« I didn’t say she was dead, I said I killed her. » — Barnabas Collins
… and speaking of that tormented bloodsucker, Mr. Barnabas Collins — mentioned in passing just yesterday — here’s a look at the short-lived (fifty-two contracted-for weeks, just like Daniel Pinkwater and Tony Auth’s Norb) syndicated strip that appeared at the tail end of Dan Curtis‘ preeminent supernatural soap opera‘s run (1966-71).

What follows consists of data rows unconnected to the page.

//! Requirement checks.
//!
//! Every check is a value implementing [`Check`]: its configuration is bound
//! at construction, the dataset and the collaborators (capabilities,
//! repository oracle, timestep cache) are passed to `evaluate`. A check never
//! returns an error for dataset content; problems become findings.

mod cartopy;
mod chunking;
mod compression;
mod conditional;
mod coordinates;
mod data_structure;
mod future;
mod gdal;
mod georeferencing;
mod licensing;
mod metadata;
mod naming;
mod raster;
mod spatial;
mod temporal;
mod variable_timestep;
mod zarr_format;

pub use cartopy::CartopyCheck;
pub use chunking::ChunkingCheck;
pub use compression::CompressionCheck;
pub use conditional::{ConditionalAttributesCheck, Trigger, TriggerFn, TriggerRegistry};
pub use coordinates::{CoordinateRequirements, CoordinatesCheck};
pub use data_structure::DataStructureCheck;
pub use future::FutureTimestepCheck;
pub use gdal::GdalCheck;
pub use georeferencing::GeoreferencingCheck;
pub use licensing::LicensingCheck;
pub use metadata::{MlcastMetadataCheck, ProvenanceError};
pub use naming::NamingCheck;
pub use raster::RasterRoundTripCheck;
pub use spatial::SpatialCheck;
pub use temporal::TemporalCheck;
pub use variable_timestep::VariableTimestepCheck;
pub use zarr_format::ZarrFormatCheck;

use std::sync::Arc;
use std::time::Duration;

use async_trait::async_trait;
use chrono::{DateTime, Utc};
use mlcast_common::{Dataset, Variable};

use crate::capabilities::Capabilities;
use crate::error::{Result, ValidatorError};
use crate::oracle::RepositoryOracle;
use crate::report::Report;
use crate::rules::RuleCatalog;
use crate::timestep::TimestepAnalyzer;

/// A single requirement evaluator.
#[async_trait]
pub trait Check: Send + Sync {
    /// Stable identifier, stamped on every finding this check produces.
    fn id(&self) -> &str;

    /// Section of the published specification this check implements.
    fn section(&self) -> &str;

    /// Requirement text, for listings.
    fn describe(&self) -> String;

    async fn evaluate(&self, dataset: &Dataset, ctx: &CheckContext) -> Report;
}

/// Collaborators shared by all checks of a run.
#[derive(Clone)]
pub struct CheckContext {
    pub capabilities: Capabilities,
    pub oracle: Arc<dyn RepositoryOracle>,
    pub timesteps: Arc<TimestepAnalyzer>,
    /// Reference instant for "future" comparisons.
    pub now: DateTime<Utc>,
    /// Upper bound on a single oracle lookup.
    pub oracle_timeout: Duration,
}

impl CheckContext {
    pub fn new(capabilities: Capabilities, oracle: Arc<dyn RepositoryOracle>) -> Self {
        Self {
            capabilities,
            oracle,
            timesteps: Arc::new(TimestepAnalyzer::new()),
            now: Utc::now(),
            oracle_timeout: Duration::from_secs(5),
        }
    }

    pub fn with_now(mut self, now: DateTime<Utc>) -> Self {
        self.now = now;
        self
    }

    pub fn with_oracle_timeout(mut self, timeout: Duration) -> Self {
        self.oracle_timeout = timeout;
        self
    }

    pub fn with_timestep_analyzer(mut self, analyzer: Arc<TimestepAnalyzer>) -> Self {
        self.timesteps = analyzer;
        self
    }
}

/// A check that reports nothing. Stands in for real checks in tests and
/// requirement listings.
#[derive(Debug, Clone)]
pub struct NoopCheck {
    id: String,
    section: String,
}

impl NoopCheck {
    pub fn new(id: impl Into<String>, section: impl Into<String>) -> Self {
        Self {
            id: id.into(),
            section: section.into(),
        }
    }
}

#[async_trait]
impl Check for NoopCheck {
    fn id(&self) -> &str {
        &self.id
    }

    fn section(&self) -> &str {
        &self.section
    }

    fn describe(&self) -> String {
        "No-op placeholder".to_string()
    }

    async fn evaluate(&self, _dataset: &Dataset, _ctx: &CheckContext) -> Report {
        Report::new()
    }
}

/// Fail fast if `catalog` lacks any of `categories`.
pub(crate) fn require_categories(catalog: &RuleCatalog, categories: &[&str]) -> Result<()> {
    let missing: Vec<&str> = categories
        .iter()
        .copied()
        .filter(|c| catalog.rule(c).is_none())
        .collect();
    if missing.is_empty() {
        Ok(())
    } else {
        Err(ValidatorError::catalog(format!(
            "rule catalog has no rule for: {}",
            missing.join(", ")
        )))
    }
}

/// The first 1-D coordinate matching the `time` rule, whatever its name.
pub(crate) fn time_coordinate(dataset: &Dataset) -> Option<&Variable> {
    RuleCatalog::coordinates()
        .find_matches(dataset.coords(), "time")
        .ok()?
        .iter()
        .filter_map(|name| dataset.coord(name))
        .find(|v| v.dims.len() == 1)
}

/// Render names the way the report quotes them: `['a', 'b']`.
pub(crate) fn quoted_list<S: AsRef<str>>(items: &[S]) -> String {
    let inner: Vec<String> = items.iter().map(|s| format!("'{}'", s.as_ref())).collect();
    format!("[{}]", inner.join(", "))
}

/// First qualifying data variable with at least two dimensions and a
/// `grid_mapping` attribute.
pub(crate) fn select_georeferenced_variable(dataset: &Dataset) -> Option<&Variable> {
    dataset
        .qualifying_data_vars()
        .into_iter()
        .find(|v| v.dims.len() >= 2 && v.attrs.contains_key("grid_mapping"))
}

/// The CRS variable and its `crs_wkt`, or the finding explaining why not.
pub(crate) enum CrsLookup<'a> {
    Found { grid_mapping: &'a str, wkt: &'a str },
    NoVariable,
    InvalidGridMapping(&'a str),
    MissingWkt(&'a str),
}

pub(crate) fn lookup_crs(dataset: &Dataset) -> CrsLookup<'_> {
    let Some(var) = select_georeferenced_variable(dataset) else {
        return CrsLookup::NoVariable;
    };
    let Some(grid_mapping) = var
        .grid_mapping()
        .filter(|gm| !gm.is_empty() && dataset.variable(gm).is_some())
    else {
        return CrsLookup::InvalidGridMapping(&var.name);
    };
    let wkt = dataset
        .variable(grid_mapping)
        .and_then(|crs| crs.attrs.get("crs_wkt"))
        .and_then(|w| w.as_str())
        .filter(|w| !w.trim().is_empty());
    match wkt {
        Some(wkt) => CrsLookup::Found { grid_mapping, wkt },
        None => CrsLookup::MissingWkt(grid_mapping),
    }
}

#[cfg(test)]
mod tests {
    use super::*;

    #[test]
    fn test_quoted_list() {
        assert_eq!(quoted_list(&["a", "b"]), "['a', 'b']");
        assert_eq!(quoted_list::<&str>(&[]), "[]");
    }

    #[test]
    fn test_require_categories() {
        assert!(require_categories(RuleCatalog::coordinates(), &["lat", "time"]).is_ok());
        let err = require_categories(RuleCatalog::coordinates(), &["lat", "height"]).unwrap_err();
        assert!(err.to_string().contains("height"));
    }

    #[test]
    fn test_time_coordinate_follows_the_rule() {
        use mlcast_common::VariableRole;
        use serde_json::json;

        let mut valid_time = Variable::new("valid_time", VariableRole::Coordinate);
        valid_time.dims = vec!["valid_time".into()];
        valid_time.attrs.insert("standard_name".into(), json!("time"));
        let mut ds = Dataset::new("mem://");
        ds.upsert(valid_time);
        assert_eq!(time_coordinate(&ds).map(|v| v.name.as_str()), Some("valid_time"));

        let mut scalar = Variable::new("time", VariableRole::Coordinate);
        scalar.attrs.insert("standard_name".into(), json!("time"));
        let mut ds = Dataset::new("mem://");
        ds.upsert(scalar);
        assert!(time_coordinate(&ds).is_none());
    }

    #[test]
    fn test_noop_check_reports_nothing() {
        let check = NoopCheck::new("noop", "0");
        let ctx = CheckContext::new(
            Capabilities::none(),
            Arc::new(crate::oracle::StaticRepositoryOracle::new()),
        );
        let report = tokio_test::block_on(check.evaluate(&Dataset::new("mem://"), &ctx));
        assert!(report.is_empty());
        assert_eq!(check.id(), "noop");
    }
}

The strip was likely scripted — at least in part — by Little Abner creator Al Capp‘s prolific brother Elliot Caplin (who also had a hand in the creation of Russell Myers’ Broom Hilda around the same time!)
Dark Shadows, the comic strip, was illustrated by veteran cartoonist Kenneth Bald (1920-2019), who’d worked for Fawcett, ACG and Atlas before judiciously decamping to the more rewarding and respectable milieu of syndicated newspaper strips, first with Judd Saxon (1957-1963) and then with Doctor Kildare (1962-1984).






December 12, 1971. Richard Howell explains: « The Dark Shadows strip also invoked a very unusual use of coloring techniques (for the Sunday instalment), which eschewed a realistic look in favor of underscoring the strip’s mood (including a meaningful experimentation with color knock-outs done in harmonious gradations in the same color families). The first two Sundays were colored by Bald himself, who gave it up due to dissatisfaction after seeing the printed versions, and the extensive amount of time it took him to achieve the color effects he wanted. »
Here’s a trio of examples as they showed up in (news)print.




-RG
*despite getting a free pass to see it, the abomination that was Burton and Depp’s franchise-murdering Dark Shadows (2012) made me want to scream for a refund. Or the perpetrators’ heads on spikes.